*** Opening DATASET EXCERPTS ***

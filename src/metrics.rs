//! Metrics collector for load runs
//!
//! Every worker feeds one [`Sample`] per completed request into a shared
//! [`MetricsCollector`]. Latencies go into an HDR histogram, so memory stays
//! bounded no matter how long the run is. Once all workers are joined,
//! [`MetricsCollector::finalize`] turns the aggregate into a [`MetricsReport`]
//! with percentiles and a small queuing analysis:
//!
//! - arrival rate λ = requests / (last issue − first issue)
//! - service rate μ = successes / (window + wait for the last response)
//! - traffic intensity ρ = λ / μ, [`OVERLOAD_SENTINEL`] when μ is zero

use std::collections::BTreeMap;
use std::fmt;
use std::sync::atomic::{AtomicU64, Ordering};
use std::time::{Duration, Instant};

use hdrhistogram::Histogram;
use parking_lot::Mutex;

/// Traffic intensity reported when nothing succeeded
pub const OVERLOAD_SENTINEL: f64 = 999.0;

/// Outcome of one remote call
#[derive(Debug, Clone)]
pub struct Sample {
    /// When the request was sent
    pub issued_at: Instant,

    pub latency: Duration,

    pub success: bool,

    /// HTTP status, if the service answered
    pub status_code: Option<u16>,

    pub error: Option<String>,
}

impl Sample {
    pub fn success(issued_at: Instant, latency: Duration, status_code: u16) -> Self {
        Self {
            issued_at,
            latency,
            success: true,
            status_code: Some(status_code),
            error: None,
        }
    }

    pub fn failure(
        issued_at: Instant,
        latency: Duration,
        status_code: Option<u16>,
        error: impl Into<String>,
    ) -> Self {
        Self {
            issued_at,
            latency,
            success: false,
            status_code,
            error: Some(error.into()),
        }
    }
}

struct Aggregate {
    latencies: Histogram<u64>,
    first_issued: Option<Instant>,
    last_issued: Option<Instant>,
    last_completed: Option<Instant>,
    status_codes: BTreeMap<u16, u64>,
    errors: BTreeMap<String, u64>,
}

/// Thread-safe running aggregate of request samples
pub struct MetricsCollector {
    requests: AtomicU64,
    successes: AtomicU64,
    aggregate: Mutex<Aggregate>,
}

impl Default for MetricsCollector {
    fn default() -> Self {
        Self::new()
    }
}

impl MetricsCollector {
    pub fn new() -> Self {
        Self {
            requests: AtomicU64::new(0),
            successes: AtomicU64::new(0),
            aggregate: Mutex::new(Aggregate {
                // auto-resizing histogram, 3 significant digits
                latencies: Histogram::new(3).expect("3 significant digits is a valid precision"),
                first_issued: None,
                last_issued: None,
                last_completed: None,
                status_codes: BTreeMap::new(),
                errors: BTreeMap::new(),
            }),
        }
    }

    pub fn add(&self, sample: Sample) {
        self.requests.fetch_add(1, Ordering::Relaxed);
        if sample.success {
            self.successes.fetch_add(1, Ordering::Relaxed);
        }

        let completed_at = sample.issued_at + sample.latency;
        let micros = u64::try_from(sample.latency.as_micros()).unwrap_or(u64::MAX);

        let mut aggregate = self.aggregate.lock();
        aggregate.latencies.saturating_record(micros.max(1));

        aggregate.first_issued = Some(match aggregate.first_issued {
            Some(first) => first.min(sample.issued_at),
            None => sample.issued_at,
        });
        aggregate.last_issued = Some(match aggregate.last_issued {
            Some(last) => last.max(sample.issued_at),
            None => sample.issued_at,
        });
        aggregate.last_completed = Some(match aggregate.last_completed {
            Some(last) => last.max(completed_at),
            None => completed_at,
        });

        if let Some(code) = sample.status_code {
            *aggregate.status_codes.entry(code).or_default() += 1;
        }
        if let Some(error) = sample.error {
            *aggregate.errors.entry(error).or_default() += 1;
        }
    }

    /// Samples added so far
    pub fn requests(&self) -> u64 {
        self.requests.load(Ordering::Relaxed)
    }

    pub fn successes(&self) -> u64 {
        self.successes.load(Ordering::Relaxed)
    }

    /// Compute the final statistics
    ///
    /// Call only after every producer has stopped adding samples.
    pub fn finalize(&self) -> MetricsReport {
        let requests = self.requests();
        let successes = self.successes();
        let aggregate = self.aggregate.lock();

        let latencies = if aggregate.latencies.is_empty() {
            LatencySummary::default()
        } else {
            let h = &aggregate.latencies;
            LatencySummary {
                min: Duration::from_micros(h.min()),
                mean: Duration::from_micros(h.mean().round() as u64),
                p50: Duration::from_micros(h.value_at_quantile(0.50)),
                p95: Duration::from_micros(h.value_at_quantile(0.95)),
                p99: Duration::from_micros(h.value_at_quantile(0.99)),
                max: Duration::from_micros(h.max()),
            }
        };

        let (window, wait) = match (
            aggregate.first_issued,
            aggregate.last_issued,
            aggregate.last_completed,
        ) {
            (Some(first), Some(last), Some(completed)) => (
                last.saturating_duration_since(first),
                completed.saturating_duration_since(last),
            ),
            _ => (Duration::ZERO, Duration::ZERO),
        };

        let success_ratio = if requests == 0 {
            0.0
        } else {
            successes as f64 / requests as f64
        };

        let arrival_rate = if window.is_zero() {
            0.0
        } else {
            requests as f64 / window.as_secs_f64()
        };

        let service_window = window + wait;
        let throughput = if service_window.is_zero() {
            0.0
        } else {
            successes as f64 / service_window.as_secs_f64()
        };

        MetricsReport {
            requests,
            successes,
            failures: requests - successes,
            success_ratio,
            latencies,
            window,
            wait,
            arrival_rate,
            throughput,
            traffic_intensity: traffic_intensity(arrival_rate, throughput),
            status_codes: aggregate.status_codes.clone(),
            errors: aggregate.errors.clone(),
        }
    }
}

/// ρ = λ / μ, or [`OVERLOAD_SENTINEL`] when μ is not positive
pub fn traffic_intensity(arrival_rate: f64, service_rate: f64) -> f64 {
    if service_rate <= 0.0 {
        return OVERLOAD_SENTINEL;
    }
    arrival_rate / service_rate
}

#[derive(Debug, Clone, Copy, Default, PartialEq, Eq)]
pub struct LatencySummary {
    pub min: Duration,
    pub mean: Duration,
    pub p50: Duration,
    pub p95: Duration,
    pub p99: Duration,
    pub max: Duration,
}

/// Final statistics of a run
#[derive(Debug, Clone, PartialEq)]
pub struct MetricsReport {
    pub requests: u64,
    pub successes: u64,
    pub failures: u64,

    /// Successes / requests, in `[0, 1]`
    pub success_ratio: f64,

    pub latencies: LatencySummary,

    /// First to last request issue
    pub window: Duration,

    /// Time between the last issue and the last response
    pub wait: Duration,

    /// λ, requests per second
    pub arrival_rate: f64,

    /// μ, successful requests per second
    pub throughput: f64,

    /// ρ = λ / μ
    pub traffic_intensity: f64,

    pub status_codes: BTreeMap<u16, u64>,

    /// Failure count per error class
    pub errors: BTreeMap<String, u64>,
}

impl MetricsReport {
    pub fn load(&self) -> LoadAssessment {
        LoadAssessment::from_intensity(self.traffic_intensity)
    }

    pub fn response_time(&self) -> ResponseTimeGrade {
        ResponseTimeGrade::from_mean(self.latencies.mean)
    }

    pub fn is_overloaded(&self) -> bool {
        self.traffic_intensity >= 1.0
    }
}

/// System load derived from traffic intensity
#[derive(Debug, Clone, Copy, PartialEq, Eq)]
pub enum LoadAssessment {
    Low,
    Moderate,
    High,
    Overloaded,
}

impl LoadAssessment {
    pub fn from_intensity(rho: f64) -> Self {
        if rho >= 1.0 {
            LoadAssessment::Overloaded
        } else if rho >= 0.8 {
            LoadAssessment::High
        } else if rho >= 0.5 {
            LoadAssessment::Moderate
        } else {
            LoadAssessment::Low
        }
    }

    pub fn health(&self) -> &'static str {
        match self {
            LoadAssessment::Overloaded => "system cannot keep up with demand",
            LoadAssessment::High => "system near capacity, consider scaling",
            LoadAssessment::Moderate => "system handling load well",
            LoadAssessment::Low => "system has excess capacity",
        }
    }
}

impl fmt::Display for LoadAssessment {
    fn fmt(&self, f: &mut fmt::Formatter<'_>) -> fmt::Result {
        let label = match self {
            LoadAssessment::Low => "LOW LOAD",
            LoadAssessment::Moderate => "MODERATE LOAD",
            LoadAssessment::High => "HIGH LOAD",
            LoadAssessment::Overloaded => "OVERLOADED",
        };
        f.write_str(label)
    }
}

#[derive(Debug, Clone, Copy, PartialEq, Eq)]
pub enum ResponseTimeGrade {
    Excellent,
    Good,
    Fair,
    Poor,
}

impl ResponseTimeGrade {
    pub fn from_mean(mean: Duration) -> Self {
        if mean < Duration::from_millis(100) {
            ResponseTimeGrade::Excellent
        } else if mean < Duration::from_millis(500) {
            ResponseTimeGrade::Good
        } else if mean < Duration::from_secs(1) {
            ResponseTimeGrade::Fair
        } else {
            ResponseTimeGrade::Poor
        }
    }
}

impl fmt::Display for ResponseTimeGrade {
    fn fmt(&self, f: &mut fmt::Formatter<'_>) -> fmt::Result {
        let label = match self {
            ResponseTimeGrade::Excellent => "Excellent (< 100ms)",
            ResponseTimeGrade::Good => "Good (< 500ms)",
            ResponseTimeGrade::Fair => "Fair (< 1s)",
            ResponseTimeGrade::Poor => "Poor (> 1s)",
        };
        f.write_str(label)
    }
}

*** Closing DATASET EXCERPTS ***

**PROBLEM STATEMENT:**
Lines that include the word "Fair" are to be extracted from the data above.

**SOLUTION TO THIS PROBLEM:**
    Fair,
            ResponseTimeGrade::Fair
            ResponseTimeGrade::Fair => "Fair (< 1s)",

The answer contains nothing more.